“Sana müjdeler olsun. Senin o kardeşini sevdiğin gibi, Allahü teâlâ da seni seviyor.”
Abdullah el-Cübbâî hazretleri Hanbelî fıkıh âlimidir. 521 (m. 1127) senesinde Lübnan’da Trablus köylerinden Cübbe’de doğdu. İlim tahsiliiçin Bağdad’a geldi. Orada Seyyid Abdülkâdir-i Geylânî hazretlerinin huzûru ve sohbeti ile şereflendi. Oradan Hemedan’a geldi. Orada Hâfız Ebü’l-Alâ el-Hemedânî’den ilim öğrendi. Hadîs-i şerîf dinledi. İlim öğrenmek için İsfehan, Mısır ve başka yerlerde bulunup, meşhûr âlimler ile görüştü. Sonra Bağdad’a gelip, tekrar Seyyid Abdülkâdir-i Geylânî hazretlerinin sohbetlerinde bulundu. Sohbetlerinden ayrılmayıp, çok istifâde etti. Hanbelî mezhebi âlimlerinin büyüklerinden ve zamanındaki hadîs, fıkıh ve kırâat âlimlerinin önde gelenlerinden oldu. 605 (m. 1208) senesinde İran’da İsfehan’da vefât etti. Cübbâî hazretleri rüyâsında Peygamber efendimizi (sallallahü aleyhi ve sellem) görüp şöyle anlatır:
“Yâ Resûlallah! Kur’ân-ı kerîm okuyana sevâb verilir (değil) mi?” dedim. Resûlullah; “Evet” buyurdu. “Yâ Resûlallah! (Ma’nâsını) anlasa da anlamasada mı (sevâb verilir?)” dedim. “(Evet) Anlasa da, anlamasa da” buyurdu.
Ebû Muhammed Abdullah el-Cübbâî kendisine gelene kadar bütün râvîleri zikrederek bildirdiğine göre, Hazreti Ebû Hüreyre (radıyallahü anh) şöyle anlattı:
Bir kimse başka bir köyde bulunan bir kardeşini (dostunu) ziyârete gidiyordu. Allahü teâlâ o kimseye bir melek gönderdi. Melek o kimseye; “Nereye gidiyorsun?” diye sordu. O da; “Filân din kardeşimi görmeye gidiyorum” dedi. Melek; “Onun sana bir iyiliği, bir faydası oldu mu?” suâline, o kimse; “Hayır. Sâdece, ben onu Allah rızâsı için seviyorum” dedi. Bunun üzerine melek; “Allahü teâlâ beni sana gönderdi. (Sana müjdeler olsun ki) Senin o kardeşini sevdiğin gibi, Allahü teâlâ da seni seviyor” dedi…

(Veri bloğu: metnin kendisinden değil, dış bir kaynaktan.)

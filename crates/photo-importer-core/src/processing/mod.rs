// Core modules
mod capture_time;
mod crypto_hash;

// Expose content hash calculations
pub use crypto_hash::*;

pub use capture_time::{modification_time, try_extract_capture_time};

use crate::error::Result;
use crate::types::{CandidateFile, CaptureIdentity};

/// Derive the capture identity of a candidate file
///
/// The capture time comes from embedded metadata when present and decodable,
/// otherwise from the file's last-modified time. Only open/read failures are
/// returned as errors.
pub fn extract_identity(candidate: &CandidateFile) -> Result<CaptureIdentity> {
    let content_hash = compute_content_hash(&candidate.path)?;

    let datetime = match try_extract_capture_time(&candidate.path, candidate.kind) {
        Some(taken) => taken,
        None => modification_time(&candidate.path)?,
    };

    Ok(CaptureIdentity {
        datetime,
        content_hash,
    })
}

#[cfg(test)]
mod tests;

Yine Ebû Hüreyre (radıyallahü anh) şöyle anlattı: “Bir gün bir hurma fidanı dikiyordum. Resulullah yanıma geldi. Ey Eba Hureyre! Nedir o diktiğin? diye sordu. Hurma fidanı dikiyorum ya Resulallah, dedim. Sana o diktiğinden daha hayırlı bir dikim işi söyleyeyim mi? dedi. Söyle ya Resulallah! dedim. Sübhanallah, Elhamdülillah La ilahe illallah, Allahu Ekber, kelimelerini söyle… Bunların her biri için, sana Cennet’te bir ağaç dikilir, buyurdu.

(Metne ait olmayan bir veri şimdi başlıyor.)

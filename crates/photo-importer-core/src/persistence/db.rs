use log::info;
use rusqlite::{params, Connection};
use std::path::Path;
use std::sync::{Mutex, MutexGuard};

use crate::error::Result;

/// Durable set of already-imported `(datetime_key, hash)` pairs
pub trait ImportIndex: Send + Sync {
    /// Whether the pair was committed by this or any earlier run
    fn contains(&self, datetime_key: &str, hash: &str) -> Result<bool>;

    /// Record the pair; returns `false` if it was already present
    fn insert(&self, datetime_key: &str, hash: &str) -> Result<bool>;
}

/// SQLite-backed import index
///
/// The pair is unique through the `time_hash` index, so duplicate inserts
/// are ignored by the database rather than checked by the caller.
pub struct SqliteIndex {
    conn: Mutex<Connection>,
}

impl SqliteIndex {
    /// Open (creating if missing) the index database at `path`
    pub fn open(path: &Path) -> Result<Self> {
        if let Some(parent) = path.parent() {
            if !parent.as_os_str().is_empty() {
                std::fs::create_dir_all(parent)?;
            }
        }

        let conn = Connection::open(path)?;
        conn.execute_batch(
            "PRAGMA journal_mode = WAL;
             PRAGMA synchronous = NORMAL;
             PRAGMA busy_timeout = 10000;",
        )?;
        let index = Self::with_connection(conn)?;

        info!("Import index initialized at {}", path.display());
        Ok(index)
    }

    /// Open a throwaway in-memory index
    pub fn open_in_memory() -> Result<Self> {
        Self::with_connection(Connection::open_in_memory()?)
    }

    fn with_connection(conn: Connection) -> Result<Self> {
        conn.execute_batch(
            "CREATE TABLE IF NOT EXISTS processed (
                time TEXT NOT NULL,
                hash TEXT NOT NULL
            );

            CREATE UNIQUE INDEX IF NOT EXISTS time_hash ON processed (time, hash);",
        )?;

        Ok(Self {
            conn: Mutex::new(conn),
        })
    }

    /// Number of committed records
    pub fn record_count(&self) -> Result<usize> {
        let count: i64 = self
            .lock()
            .query_row("SELECT count(*) FROM processed", [], |row| row.get(0))?;
        Ok(count as usize)
    }

    fn lock(&self) -> MutexGuard<'_, Connection> {
        // A panic mid-statement leaves no partial state in SQLite
        self.conn.lock().unwrap_or_else(|poisoned| poisoned.into_inner())
    }
}

impl ImportIndex for SqliteIndex {
    fn contains(&self, datetime_key: &str, hash: &str) -> Result<bool> {
        let count: i64 = self.lock().query_row(
            "SELECT count(*) FROM processed WHERE time = ?1 AND hash = ?2",
            params![datetime_key, hash],
            |row| row.get(0),
        )?;
        Ok(count > 0)
    }

    fn insert(&self, datetime_key: &str, hash: &str) -> Result<bool> {
        let changed = self.lock().execute(
            "INSERT OR IGNORE INTO processed (time, hash) VALUES (?1, ?2)",
            params![datetime_key, hash],
        )?;
        Ok(changed > 0)
    }
}
use chrono::{DateTime, Local, NaiveDate, NaiveDateTime, Timelike};
use exif::{In, Reader, Tag, Value};
use log::debug;
use std::fs::File;
use std::io::BufReader;
use std::path::Path;

use crate::error::Result;
use crate::types::ImageKind;

/// Capture time from embedded EXIF metadata, if the kind carries any and it decodes
///
/// Decode failures are not errors: the caller falls back to the file's
/// modification time.
pub fn try_extract_capture_time(path: &Path, kind: ImageKind) -> Option<NaiveDateTime> {
    if !kind.has_embedded_metadata() {
        return None;
    }

    match read_exif_datetime(path) {
        Ok(Some(taken)) => {
            debug!("EXIF taken {} for {}", taken, path.display());
            Some(taken)
        }
        Ok(None) => {
            debug!("No EXIF capture date in {}", path.display());
            None
        }
        Err(e) => {
            debug!("Failed to decode EXIF for {}: {}", path.display(), e);
            None
        }
    }
}

/// Last-modified time in local time, truncated to whole seconds
pub fn modification_time(path: &Path) -> Result<NaiveDateTime> {
    let modified = std::fs::metadata(path)?.modified()?;
    let local: DateTime<Local> = modified.into();
    let naive = local.naive_local();
    Ok(naive.with_nanosecond(0).unwrap_or(naive))
}

fn read_exif_datetime(path: &Path) -> std::result::Result<Option<NaiveDateTime>, exif::Error> {
    let file = File::open(path)?;
    let exif = Reader::new().read_from_container(&mut BufReader::new(file))?;

    let field = exif
        .get_field(Tag::DateTimeOriginal, In::PRIMARY)
        .or_else(|| exif.get_field(Tag::DateTime, In::PRIMARY));

    let Some(field) = field else {
        return Ok(None);
    };

    let taken = match field.value {
        Value::Ascii(ref values) => values
            .first()
            .and_then(|raw| exif::DateTime::from_ascii(raw).ok())
            .and_then(|dt| {
                NaiveDate::from_ymd_opt(dt.year.into(), dt.month.into(), dt.day.into())?
                    .and_hms_opt(dt.hour.into(), dt.minute.into(), dt.second.into())
            }),
        _ => None,
    };

    Ok(taken)
}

Naklettiği diğer hadis-i şeriflerden bazıları şöyledir: Yine Ebû Hüreyre (radıyallahü anh) Resûlullah’tan şöyle bir hadîs-i şerîf rivâyet etmektedir: “Allahü teâlâ, paraya kul, köle olanlara lanet etsin.”

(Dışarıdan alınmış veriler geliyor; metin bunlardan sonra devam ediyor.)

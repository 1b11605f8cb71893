use chrono::Datelike;
use std::path::{Path, PathBuf};

use crate::types::CaptureIdentity;

/// Archive path for an identity: `{root}/{YYYY}/{MM}/{DD}/{datetime_key}_{hash}{ext}`
///
/// Depends only on the identity and extension, never on the source path.
pub fn resolve_destination(identity: &CaptureIdentity, ext: &str, archive_root: &Path) -> PathBuf {
    let date = identity.datetime.date();
    archive_root
        .join(format!("{:04}", date.year()))
        .join(format!("{:02}", date.month()))
        .join(format!("{:02}", date.day()))
        .join(format!(
            "{}_{}{}",
            identity.datetime_key(),
            identity.hash_hex(),
            ext
        ))
}

#[cfg(test)]
mod tests {
    use super::*;
    use crate::types::ContentHash;
    use chrono::NaiveDate;

    fn identity(y: i32, m: u32, d: u32, hh: u32, mm: u32, ss: u32) -> CaptureIdentity {
        CaptureIdentity {
            datetime: NaiveDate::from_ymd_opt(y, m, d)
                .unwrap()
                .and_hms_opt(hh, mm, ss)
                .unwrap(),
            content_hash: ContentHash([
                0xab, 0xc1, 0x23, 0, 0, 0, 0, 0, 0, 0, 0, 0, 0, 0, 0, 0x01,
            ]),
        }
    }

    #[test]
    fn test_layout() {
        let dest = resolve_destination(
            &identity(2020, 5, 1, 10, 0, 0),
            ".jpg",
            Path::new("/archive"),
        );
        assert_eq!(
            dest,
            PathBuf::from("/archive/2020/05/01/20200501100000_abc12300000000000000000000000001.jpg")
        );
    }

    #[test]
    fn test_zero_padding() {
        let dest = resolve_destination(&identity(33, 1, 2, 3, 4, 5), ".png", Path::new("a"));
        assert!(dest.starts_with("a/0033/01/02"));
        assert!(dest
            .file_name()
            .unwrap()
            .to_string_lossy()
            .starts_with("00330102030405_"));
    }

    #[test]
    fn test_deterministic() {
        let id = identity(2021, 12, 31, 23, 59, 59);
        assert_eq!(
            resolve_destination(&id, ".jpeg", Path::new("/a")),
            resolve_destination(&id.clone(), ".jpeg", Path::new("/a"))
        );
    }
}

Hazreti Âişe (radıyallahü anha) şöyle bildiriyor. “Resûlullah, sabah namazının iki rek’at sünnetini kılar ve o kadar hafif tutardı ki, ben (kendi kendime), acaba bu iki rek’atta Ümmü’l-Kur’ân’ı (Fâtiha’yı) okudu mu? derdim.”